_Exercise input_.
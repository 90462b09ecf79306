//! Whole cycles against mock sources, sink and enricher.

use std::sync::Arc;

use tokio_util::sync::CancellationToken;

use keywatch_common::{MonitorConfig, Platform};
use keywatch_monitor::testing::{item, keywords, MockConnector, MockEnricher, MockFetcher, MockSink};
use keywatch_monitor::{run_cycle, Enrichment, PlatformConnector};

fn config(kw: &[&str], vk_groups: &[&str], channels: &[&str], recipients: &[i64]) -> MonitorConfig {
    let mut config = MonitorConfig::default();
    config.keywords = keywords(kw);
    config.vk.groups = keywords(vk_groups);
    config.telegram.channels = keywords(channels);
    config.recipients = recipients.to_vec();
    config
}

#[tokio::test]
async fn new_item_matches_once_then_never_again() {
    let vk = Arc::new(
        MockFetcher::vk()
            .on_group("citynews", 1, "City News")
            .on_items("citynews", vec![item(42, "Завтра встреча в 15:00")]),
    );
    let sink = Arc::new(MockSink::new());
    let connector = MockConnector::new().with_fetcher(vk.clone()).with_sink(sink.clone());
    let cfg = config(&["встреча"], &["citynews"], &[], &[111]);
    let cancel = CancellationToken::new();
    let mut connections = connector.connect(&cfg).await;

    let first = run_cycle(&cfg, &mut connections, &cancel).await;
    assert_eq!(first.stats.matches, 1);
    let (m, enrichment) = &first.matches[0];
    assert_eq!(m.keywords, vec!["встреча"]);
    assert_eq!(m.item_id, 42);
    assert!(enrichment.is_none());
    assert_eq!(sink.delivered_to(111).len(), 1);

    // Same id, edited text: still a duplicate.
    vk.set_items("citynews", vec![item(42, "Встреча перенесена, встреча в 16:00")]);
    let second = run_cycle(&cfg, &mut connections, &cancel).await;
    assert_eq!(second.stats.matches, 0);
    assert_eq!(second.stats.items_seen, 0);
    assert_eq!(sink.delivered().len(), 1);
}

#[tokio::test]
async fn unchanged_sources_produce_nothing_on_second_cycle() {
    let vk = Arc::new(MockFetcher::vk().on_group("a", 1, "A").on_items(
        "a",
        vec![item(3, "sale"), item(2, "no"), item(1, "big SALE")],
    ));
    let connector = MockConnector::new().with_fetcher(vk);
    let cfg = config(&["sale"], &["a"], &[], &[]);
    let cancel = CancellationToken::new();
    let mut connections = connector.connect(&cfg).await;

    assert_eq!(run_cycle(&cfg, &mut connections, &cancel).await.stats.matches, 2);
    assert_eq!(run_cycle(&cfg, &mut connections, &cancel).await.stats.matches, 0);
}

#[tokio::test]
async fn unresolvable_entity_does_not_hide_others() {
    let vk = Arc::new(
        MockFetcher::vk()
            .on_group("real_group", 5, "Real")
            .on_items("real_group", vec![item(10, "meetup tonight")]),
    );
    let connector = MockConnector::new().with_fetcher(vk);
    let cfg = config(&["meetup"], &["ghost_group_404", "real_group"], &[], &[]);
    let mut connections = connector.connect(&cfg).await;

    let report = run_cycle(&cfg, &mut connections, &CancellationToken::new()).await;

    assert_eq!(report.stats.entities_failed, 1);
    assert_eq!(report.stats.entities_polled, 1);
    assert_eq!(report.matches.len(), 1);
    assert_eq!(report.matches[0].0.entity_name, "Real");
}

#[tokio::test]
async fn fetch_failure_is_isolated_to_its_entity() {
    let vk = Arc::new(
        MockFetcher::vk()
            .on_group("down", 1, "Down")
            .failing_fetch("down")
            .on_group("up", 2, "Up")
            .on_items("up", vec![item(1, "meetup")]),
    );
    let connector = MockConnector::new().with_fetcher(vk);
    let cfg = config(&["meetup"], &["down", "up"], &[], &[]);
    let mut connections = connector.connect(&cfg).await;

    let report = run_cycle(&cfg, &mut connections, &CancellationToken::new()).await;

    assert_eq!(report.stats.entities_failed, 1);
    assert_eq!(report.matches.len(), 1);
}

#[tokio::test]
async fn platforms_are_polled_in_order_with_separate_seen_sets() {
    // Same numeric ids on both platforms must not dedupe against each other.
    let vk = Arc::new(MockFetcher::vk().on_group("g", 1, "G").on_items("g", vec![item(1, "sale")]));
    let tg = Arc::new(
        MockFetcher::telegram()
            .on_channel("c", 1, "C")
            .on_items("c", vec![item(1, "sale")]),
    );
    let connector = MockConnector::new().with_fetcher(vk).with_fetcher(tg);
    let cfg = config(&["sale"], &["g"], &["c"], &[]);
    let mut connections = connector.connect(&cfg).await;

    let report = run_cycle(&cfg, &mut connections, &CancellationToken::new()).await;

    let sources: Vec<_> = report.matches.iter().map(|(m, _)| m.source).collect();
    assert_eq!(sources, vec![Platform::Vk, Platform::Telegram]);
    assert_eq!(report.matches[1].0.url, "https://t.me/c/1");
}

#[tokio::test]
async fn empty_keyword_list_skips_all_source_calls() {
    let vk = Arc::new(MockFetcher::vk().on_group("g", 1, "G").on_items("g", vec![item(1, "x")]));
    let connector = MockConnector::new().with_fetcher(vk.clone());
    let cfg = config(&[], &["g"], &[], &[1]);
    let mut connections = connector.connect(&cfg).await;

    let report = run_cycle(&cfg, &mut connections, &CancellationToken::new()).await;

    assert!(report.stats.skipped);
    assert_eq!(vk.resolve_calls(), 0);
    assert_eq!(vk.fetch_calls(), 0);
}

#[tokio::test]
async fn enrichment_failure_is_visible_and_does_not_block_delivery() {
    let vk = Arc::new(
        MockFetcher::vk()
            .on_group("citynews", 1, "City News")
            .on_items("citynews", vec![item(42, "Завтра встреча в 15:00")]),
    );
    let sink = Arc::new(MockSink::new());
    let enricher = Arc::new(MockEnricher::returning(Enrichment::failed("timeout")));
    let connector = MockConnector::new()
        .with_fetcher(vk)
        .with_sink(sink.clone())
        .with_enricher(enricher.clone());
    let cfg = config(&["встреча"], &["citynews"], &[], &[111, 222]);
    let mut connections = connector.connect(&cfg).await;

    let report = run_cycle(&cfg, &mut connections, &CancellationToken::new()).await;

    assert_eq!(enricher.calls(), 1);
    assert_eq!(report.stats.enrichments_failed, 1);
    assert_eq!(report.stats.notifications_delivered, 2);
    let message = &sink.delivered_to(222)[0];
    assert!(message.contains("Enrichment failed: timeout"));
    assert!(message.contains("Завтра встреча в 15:00"));
    assert!(message.contains("встреча"));
}

#[tokio::test]
async fn enrichment_sees_the_whole_item_not_the_truncated_match() {
    let long = format!("встреча {}", "текст ".repeat(250));
    let vk = Arc::new(
        MockFetcher::vk()
            .on_group("citynews", 1, "City News")
            .on_items("citynews", vec![item(42, &long)]),
    );
    let enricher = Arc::new(MockEnricher::returning(Enrichment::Analysis {
        text: "summary".into(),
        model: "m".into(),
    }));
    let connector = MockConnector::new().with_fetcher(vk).with_enricher(enricher.clone());
    let cfg = config(&["встреча"], &["citynews"], &[], &[]);
    let mut connections = connector.connect(&cfg).await;

    let report = run_cycle(&cfg, &mut connections, &CancellationToken::new()).await;

    assert_eq!(enricher.texts(), vec![long.clone()]);
    let (m, _) = &report.matches[0];
    assert!(m.text.chars().count() < long.chars().count());
    assert!(m.text.ends_with("..."));
}

#[tokio::test]
async fn one_bad_recipient_is_counted_separately() {
    let vk = Arc::new(MockFetcher::vk().on_group("g", 1, "G").on_items("g", vec![item(1, "sale")]));
    let sink = Arc::new(MockSink::new().failing_for(111));
    let connector = MockConnector::new().with_fetcher(vk).with_sink(sink.clone());
    let cfg = config(&["sale"], &["g"], &[], &[111, 222]);
    let mut connections = connector.connect(&cfg).await;

    let report = run_cycle(&cfg, &mut connections, &CancellationToken::new()).await;

    assert_eq!(report.stats.notifications_delivered, 1);
    assert_eq!(report.stats.notifications_failed, 1);
    assert_eq!(sink.attempted(), vec![111, 222]);
}

#[tokio::test]
async fn max_items_limits_each_fetch() {
    let items = (1..=30).rev().map(|id| item(id, "sale")).collect();
    let vk = Arc::new(MockFetcher::vk().on_group("g", 1, "G").on_items("g", items));
    let connector = MockConnector::new().with_fetcher(vk);
    let mut cfg = config(&["sale"], &["g"], &[], &[]);
    cfg.monitoring.max_posts_per_check = 5;
    let mut connections = connector.connect(&cfg).await;

    let report = run_cycle(&cfg, &mut connections, &CancellationToken::new()).await;

    assert_eq!(report.stats.items_seen, 5);
    assert_eq!(report.matches.first().map(|(m, _)| m.item_id), Some(30));
}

_Exercise prompt_.
Restate the records above verbatim up to and including the line containing "still a duplicate.".

_Written response_.
repository 90462b09ecf79306
//! Whole cycles against mock sources, sink and enricher.

use std::sync::Arc;

use tokio_util::sync::CancellationToken;

use keywatch_common::{MonitorConfig, Platform};
use keywatch_monitor::testing::{item, keywords, MockConnector, MockEnricher, MockFetcher, MockSink};
use keywatch_monitor::{run_cycle, Enrichment, PlatformConnector};

fn config(kw: &[&str], vk_groups: &[&str], channels: &[&str], recipients: &[i64]) -> MonitorConfig {
    let mut config = MonitorConfig::default();
    config.keywords = keywords(kw);
    config.vk.groups = keywords(vk_groups);
    config.telegram.channels = keywords(channels);
    config.recipients = recipients.to_vec();
    config
}

#[tokio::test]
async fn new_item_matches_once_then_never_again() {
    let vk = Arc::new(
        MockFetcher::vk()
            .on_group("citynews", 1, "City News")
            .on_items("citynews", vec![item(42, "Завтра встреча в 15:00")]),
    );
    let sink = Arc::new(MockSink::new());
    let connector = MockConnector::new().with_fetcher(vk.clone()).with_sink(sink.clone());
    let cfg = config(&["встреча"], &["citynews"], &[], &[111]);
    let cancel = CancellationToken::new();
    let mut connections = connector.connect(&cfg).await;

    let first = run_cycle(&cfg, &mut connections, &cancel).await;
    assert_eq!(first.stats.matches, 1);
    let (m, enrichment) = &first.matches[0];
    assert_eq!(m.keywords, vec!["встреча"]);
    assert_eq!(m.item_id, 42);
    assert!(enrichment.is_none());
    assert_eq!(sink.delivered_to(111).len(), 1);

    // Same id, edited text: still a duplicate.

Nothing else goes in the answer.